2011年2月17日木曜日

東京都庭園美術館:
20世紀のポスター[タイポグラフィ]01




20世紀のポスター[タイポグラフィ]
——デザインのちから・文字のちから——
東京都庭園美術館
2011年1月29日〜3月27日


チラシの表はTypographyの「T」(K100)を中心にC100M100Y100の色玉。「印刷」をイメージしているのでしょう。
そういえば、庭園美術館のシンボルも「T」の意匠でしたね。
掛けているのかな。


それはないか。

そしてこのエントリを書いていて気がついたのですが(遅い!)、裏面も図版の配置が「T」なんです。


右上にはCMYKの色玉。徹底していますね。
展示されているポスターの大部分がリトグラフかシルクスクリーンで、オフセットでも4色のものはほとんどない、という点はさておき(←いやな性格だなぁ)

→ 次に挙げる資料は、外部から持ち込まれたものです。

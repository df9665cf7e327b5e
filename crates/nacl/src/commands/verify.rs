//! verify サブコマンド — 検証のみ

use crate::commands::load_scenario;
use anyhow::Result;
use nacl_runner::RunnerError;

pub async fn handle(scenario: &str) -> Result<()> {
    let config = load_scenario(scenario)?;
    let provider = nacl_provider::create_provider(&config).await?;
    let verifier = nacl_verifier::create_verifier(&config.verifier)?;

    let inventory = provider.get_inventory().await?;
    let code = verifier.run(&config, &inventory).await?;
    if code != 0 {
        return Err(RunnerError::VerifyFailed(code).into());
    }
    Ok(())
}
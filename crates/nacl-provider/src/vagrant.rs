//! Vagrant プロバイダー
//!
//! VM が必要なシナリオ（カーネルモジュール、systemd まわり等）向け。
//! 状態ディレクトリに Vagrantfile を生成し、`vagrant` CLI を
//! サブプロセスとして駆動します。

use crate::docker::login_target;
use crate::error::{ProviderError, Result};
use crate::exec::{self, RosterEntry, SaltSshExec, split_batch_output};
use async_trait::async_trait;
use colored::Colorize;
use nacl_core::model::{ConvergeOutput, ExecMode, InstanceSpec, InstanceState, InventoryEntry};
use nacl_core::schema::{DefaultValue, FieldSpec, Kind};
use nacl_core::statedir::GUEST_MOUNT;
use nacl_core::{Provider, ScenarioConfig, statedir};
use std::collections::HashMap;
use std::fmt::Write as _;
use std::path::PathBuf;

/// Vagrant プロバイダーが認識するインスタンス属性
pub const VAGRANT_SCHEMA: &[FieldSpec] = &[
    FieldSpec::required("name", Kind::Str),
    FieldSpec::required("box", Kind::Str),
    FieldSpec::optional_with("memory", Kind::Int, DefaultValue::Int(2048)),
    FieldSpec::optional_with("cpus", Kind::Int, DefaultValue::Int(2)),
    FieldSpec::optional("provider_raw_config_args", Kind::Seq),
];

pub struct VagrantProvider {
    config: ScenarioConfig,
}

impl VagrantProvider {
    pub fn schema() -> &'static [FieldSpec] {
        VAGRANT_SCHEMA
    }

    pub fn new(config: &ScenarioConfig) -> Self {
        Self {
            config: config.clone(),
        }
    }

    fn vagrantfile_path(&self) -> PathBuf {
        self.config.state_root.join("Vagrantfile")
    }

    /// vagrant サブコマンドを状態ディレクトリで実行し、
    /// 出力を表示しながらキャプチャする
    async fn vagrant(&self, args: &[&str]) -> Result<(i32, String)> {
        let mut command = tokio::process::Command::new("vagrant");
        command.args(args).current_dir(&self.config.state_root);
        exec::run_streamed(&mut command).await
    }

    /// 失敗を即エラーにするバリアント
    async fn vagrant_checked(&self, args: &[&str]) -> Result<String> {
        let (code, output) = self.vagrant(args).await?;
        if code != 0 {
            return Err(ProviderError::CommandFailed {
                program: format!("vagrant {}", args.join(" ")),
                code,
                output,
            });
        }
        Ok(output)
    }

    /// ゲスト内でコマンドを実行する（`vagrant ssh -c`）
    async fn ssh_run(&self, machine: &str, command: &str) -> Result<(i32, String)> {
        self.vagrant(&["ssh", machine, "-c", command]).await
    }

    /// Salt エージェントのブートストラップ（導入済みならスキップ）
    async fn bootstrap_instances(&self) -> Result<()> {
        for instance in &self.config.instances {
            let probe = exec::SALT_PROBE.join(" ");
            let (code, _) = self.ssh_run(&instance.name, &probe).await?;
            if code == 0 {
                println!("  ℹ {} は既にブートストラップ済み", instance.name);
                continue;
            }
            println!("  ▶ {} をブートストラップ中...", instance.name.cyan());
            let script = format!("sudo sh -c '{}'", exec::BOOTSTRAP_SCRIPT);
            let (code, output) = self.ssh_run(&instance.name, &script).await?;
            if code != 0 {
                return Err(ProviderError::Bootstrap {
                    instance: instance.name.clone(),
                    output,
                });
            }
            println!("  ✓ ブートストラップ完了");
        }
        Ok(())
    }

    /// `vagrant ssh-config` からロースターエントリを組み立てる
    async fn roster_entries(&self, names: &[&str]) -> Result<Vec<RosterEntry>> {
        let mut entries = Vec::new();
        for name in names {
            let output = self.vagrant_checked(&["ssh-config", name]).await?;
            entries.push(parse_ssh_config(name, &output)?);
        }
        Ok(entries)
    }

    /// マシンごとの状態マップ（machine-readable 形式を解析）
    async fn machine_states(&self) -> Result<HashMap<String, String>> {
        if !self.vagrantfile_path().exists() {
            return Ok(HashMap::new());
        }
        let (_, output) = self.vagrant(&["status", "--machine-readable"]).await?;
        Ok(parse_machine_states(&output))
    }
}

/// シナリオの Vagrantfile を生成する
pub fn generate_vagrantfile(config: &ScenarioConfig) -> String {
    let mut out = String::new();
    let _ = writeln!(out, "Vagrant.configure(\"2\") do |config|");
    for instance in &config.instances {
        let box_name = instance.attr_str("box").unwrap_or_default();
        let memory = instance
            .attr("memory")
            .and_then(|v| v.as_i64())
            .unwrap_or(2048);
        let cpus = instance.attr("cpus").and_then(|v| v.as_i64()).unwrap_or(2);

        let _ = writeln!(out, "  config.vm.define \"{}\" do |machine|", instance.name);
        let _ = writeln!(out, "    machine.vm.box = \"{}\"", box_name);
        let _ = writeln!(out, "    machine.vm.hostname = \"{}\"", instance.name);
        let _ = writeln!(
            out,
            "    machine.vm.synced_folder \"{}\", \"{}\"",
            config.state_root.display(),
            GUEST_MOUNT
        );
        for (index, root) in config.extra_file_roots.iter().enumerate() {
            let _ = writeln!(
                out,
                "    machine.vm.synced_folder \"{}\", \"{}/{}\", mount_options: [\"ro\"]",
                root.display(),
                statedir::GUEST_EXTRA_MOUNT,
                index
            );
        }
        let _ = writeln!(out, "    machine.vm.provider \"virtualbox\" do |vb|");
        let _ = writeln!(out, "      vb.name = \"{}\"", instance.prov_name);
        let _ = writeln!(out, "      vb.memory = {}", memory);
        let _ = writeln!(out, "      vb.cpus = {}", cpus);
        for arg in instance.attr_str_seq("provider_raw_config_args") {
            let _ = writeln!(out, "      vb.customize [{}]", arg);
        }
        let _ = writeln!(out, "    end");
        let _ = writeln!(out, "  end");
    }
    let _ = writeln!(out, "end");
    out
}

/// `vagrant ssh-config <name>` の出力を解析する
fn parse_ssh_config(name: &str, output: &str) -> Result<RosterEntry> {
    let mut host = None;
    let mut user = None;
    let mut port = None;
    let mut priv_key = None;
    for line in output.lines() {
        let line = line.trim();
        if let Some(value) = line.strip_prefix("HostName ") {
            host = Some(value.trim().to_string());
        } else if let Some(value) = line.strip_prefix("User ") {
            user = Some(value.trim().to_string());
        } else if let Some(value) = line.strip_prefix("Port ") {
            port = value.trim().parse().ok();
        } else if let Some(value) = line.strip_prefix("IdentityFile ") {
            priv_key = Some(PathBuf::from(value.trim()));
        }
    }
    let host = host.ok_or_else(|| {
        ProviderError::CommandFailed {
            program: format!("vagrant ssh-config {name}"),
            code: 0,
            output: output.to_string(),
        }
    })?;
    Ok(RosterEntry {
        name: name.to_string(),
        host,
        user: user.unwrap_or_else(|| "vagrant".to_string()),
        port,
        priv_key,
    })
}

/// `vagrant status --machine-readable` からマシン名→状態を抽出
///
/// 各行は `timestamp,target,type,data` 形式です。
fn parse_machine_states(output: &str) -> HashMap<String, String> {
    let mut states = HashMap::new();
    for line in output.lines() {
        let fields: Vec<&str> = line.splitn(4, ',').collect();
        if let [_, target, "state", data] = fields[..]
            && !target.is_empty()
        {
            states.insert(target.to_string(), data.to_string());
        }
    }
    states
}

#[async_trait]
impl Provider for VagrantProvider {
    fn connection_scheme(&self) -> &'static str {
        "ssh"
    }

    async fn orchestrate(&self) -> anyhow::Result<Vec<String>> {
        // create は prepare より先に走るため、状態ディレクトリはここで保証する
        std::fs::create_dir_all(&self.config.state_root).map_err(ProviderError::Io)?;
        std::fs::write(self.vagrantfile_path(), generate_vagrantfile(&self.config))
            .map_err(ProviderError::Io)?;
        println!("{}", "▶ 仮想マシンを起動中...".green().bold());
        self.vagrant_checked(&["up"]).await?;
        self.bootstrap_instances().await?;
        Ok(self
            .config
            .instances
            .iter()
            .map(|i| i.prov_name.clone())
            .collect())
    }

    async fn converge(&self) -> anyhow::Result<ConvergeOutput> {
        let states = self.machine_states().await?;
        let targets: Vec<&InstanceSpec> = self
            .config
            .instances
            .iter()
            .filter(|i| states.get(&i.name).map(String::as_str) == Some("running"))
            .collect();

        let mut outputs = ConvergeOutput::new();
        match self.config.exec_mode {
            ExecMode::SaltMaster => {
                let apply = format!("sudo {}", exec::salt_apply_cmd().join(" "));
                for instance in targets {
                    println!(
                        "{}",
                        format!("▶ {} へ状態を適用中...", instance.name)
                            .green()
                            .bold()
                    );
                    let (code, output) = self.ssh_run(&instance.name, &apply).await?;
                    if code != 0 {
                        println!("  ⚠ 状態適用の終了コード: {}", code);
                    }
                    outputs.insert(instance.name.clone(), output);
                }
            }
            ExecMode::SaltSsh => {
                let names: Vec<&str> = targets.iter().map(|i| i.name.as_str()).collect();
                let entries = self.roster_entries(&names).await?;
                println!("{}", "▶ salt-ssh で一括適用中...".green().bold());
                let ssh = SaltSshExec::new(&self.config.state_root);
                ssh.write_roster(&entries)?;
                let (code, output) = ssh.apply_all().await?;
                if code != 0 {
                    println!("  ⚠ salt-ssh の終了コード: {}", code);
                }
                let names: Vec<String> = targets.iter().map(|i| i.name.clone()).collect();
                outputs = split_batch_output(&output, &names);
            }
        }
        Ok(outputs)
    }

    async fn get_inventory(&self) -> anyhow::Result<Vec<InventoryEntry>> {
        let states = self.machine_states().await?;
        let mut inventory = Vec::new();
        for instance in &self.config.instances {
            let state = match states.get(&instance.name).map(String::as_str) {
                None | Some("not_created") => InstanceState::NotCreated,
                Some(_) if statedir::marker_path(&self.config, &instance.name).exists() => {
                    InstanceState::Prepared
                }
                Some(_) => InstanceState::Created,
            };
            inventory.push(InventoryEntry {
                name: instance.name.clone(),
                endpoint: format!("ssh://{}", instance.prov_name),
                state,
            });
        }
        Ok(inventory)
    }

    async fn cleanup(&self) -> anyhow::Result<()> {
        if self.vagrantfile_path().exists() {
            // 破棄は冪等: 既に存在しないマシンは vagrant 側が無視する
            let (code, output) = self.vagrant(&["destroy", "-f"]).await?;
            if code != 0 {
                return Err(ProviderError::CommandFailed {
                    program: "vagrant destroy -f".to_string(),
                    code,
                    output,
                }
                .into());
            }
        }
        statedir::remove(&self.config)?;
        Ok(())
    }

    async fn login(&self, host: Option<&str>) -> anyhow::Result<()> {
        let instance = login_target(&self.config, host)?;
        println!(
            "{}",
            format!("▶ {} へ接続中...", instance.name).green().bold()
        );
        std::process::Command::new("vagrant")
            .args(["ssh", &instance.name])
            .current_dir(&self.config.state_root)
            .status()
            .map_err(ProviderError::Io)?;
        Ok(())
    }
}

#[cfg(test)]
mod tests {
    use super::*;
    use nacl_core::model::default_phases;
    use nacl_core::schema::apply_defaults;

    fn test_config() -> ScenarioConfig {
        let raw: serde_yaml::Mapping =
            serde_yaml::from_str("name: box1\nbox: debian/bookworm64").unwrap();
        ScenarioConfig {
            formula: "nacl-test".to_string(),
            scenario: "default".to_string(),
            provider: "vagrant".to_string(),
            verifier: "testinfra".to_string(),
            instances: vec![InstanceSpec {
                name: "box1".to_string(),
                prov_name: "nacl_nacl-test_default_box1".to_string(),
                attributes: apply_defaults(VAGRANT_SCHEMA, &raw),
            }],
            phases: default_phases(),
            grains: Default::default(),
            extra_file_roots: vec![],
            master_config: serde_yaml::Mapping::new(),
            exec_mode: ExecMode::SaltSsh,
            state_root: PathBuf::from("/home/user/.local/state/nacl/nacl-test/default"),
            formula_path: PathBuf::from("/src/nacl-test"),
        }
    }

    #[test]
    fn test_generate_vagrantfile() {
        let vagrantfile = generate_vagrantfile(&test_config());
        assert!(vagrantfile.contains("config.vm.define \"box1\""));
        assert!(vagrantfile.contains("machine.vm.box = \"debian/bookworm64\""));
        assert!(vagrantfile.contains("vb.name = \"nacl_nacl-test_default_box1\""));
        // スキーマのデフォルト値が反映される
        assert!(vagrantfile.contains("vb.memory = 2048"));
        assert!(vagrantfile.contains("vb.cpus = 2"));
        assert!(vagrantfile.contains(
            "machine.vm.synced_folder \"/home/user/.local/state/nacl/nacl-test/default\", \"/srv/nacl\""
        ));
    }

    #[test]
    fn test_parse_ssh_config() {
        let output = "\
Host box1
  HostName 127.0.0.1
  User vagrant
  Port 2222
  IdentityFile /home/user/.local/state/nacl/nacl-test/default/.vagrant/machines/box1/virtualbox/private_key
";
        let entry = parse_ssh_config("box1", output).unwrap();
        assert_eq!(entry.host, "127.0.0.1");
        assert_eq!(entry.user, "vagrant");
        assert_eq!(entry.port, Some(2222));
        assert!(entry.priv_key.unwrap().ends_with("private_key"));
    }

    #[test]
    fn test_parse_ssh_config_missing_host() {
        assert!(parse_ssh_config("box1", "Host box1\n").is_err());
    }

    #[test]
    fn test_parse_machine_states() {
        let output = "\
1700000000,box1,metadata,provider:virtualbox
1700000000,box1,state,running
1700000000,box2,state,not_created
1700000000,,ui,info,some message
";
        let states = parse_machine_states(output);
        assert_eq!(states.get("box1").map(String::as_str), Some("running"));
        assert_eq!(states.get("box2").map(String::as_str), Some("not_created"));
        assert_eq!(states.len(), 2);
    }
}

ざんねんなことに、表裏をならべてみると「T」の位置が一致しない。
太さは一緒なのに。
ここはぜひとも徹底して欲しかった。



* * *

展覧会の主旨は、竹尾が収集したポスターコレクション約3,200点のなかからタイポグラフィを扱ったものを選び、展示するというものです。すなわち、大判ポスターに現れたタイポグラフィ表現の時代による変遷を追う、ということです。

展示は時代別に4つの部に分かれています。
第1部 1900s-1930s、第2部 1940s/1950s、第3部 1960s/1970s、第4部 1980s/1990s。図録にはこのように第1部のみ「-」で年代が結ばれ、第2部からは「/」です。なにか意味があるのかと思ったのですが、庭園美術館の展覧会サイトではいずれも「〜」で結ばれていますので、深い意味はないのか知らん。

この時代区分は基本的には「印刷技術」と「表現様式」の変化によってなされているように思われます。とくに第4部のタイトルは「電子時代のタイポグラフィ:ポストモダンとDTP革命」。パーソナル・コンピュータの登場と進化によって、表現がいかにして拡がったかのかを見ることができます。

* * *

私の好みのポスターをいくつかあげてみると……

Take a cheap return ticket, Football
Andrew Power, 1925、図録28頁。

Wash day, Rural Electrification Administration
Lester Beall, 1937、図録36頁。

Savon Steinfels, extra ausgiebig
Helbert Leupin, 1943、図録41頁。

DUNLOP
Raymond Savignac, 1953、図録53頁。

Phantasie und Groteske in der bindenden Kunst
Atl Aicher, 1955、図録57頁。

tool, ricerche interlinguistiche
Angiolo Giuseppe Fronzoni, 1971、図録90頁。

なにが言いたいのかというと、私の印象に残ったポスターのほとんどが「タイポグラフィ」が主題というには微妙だということです。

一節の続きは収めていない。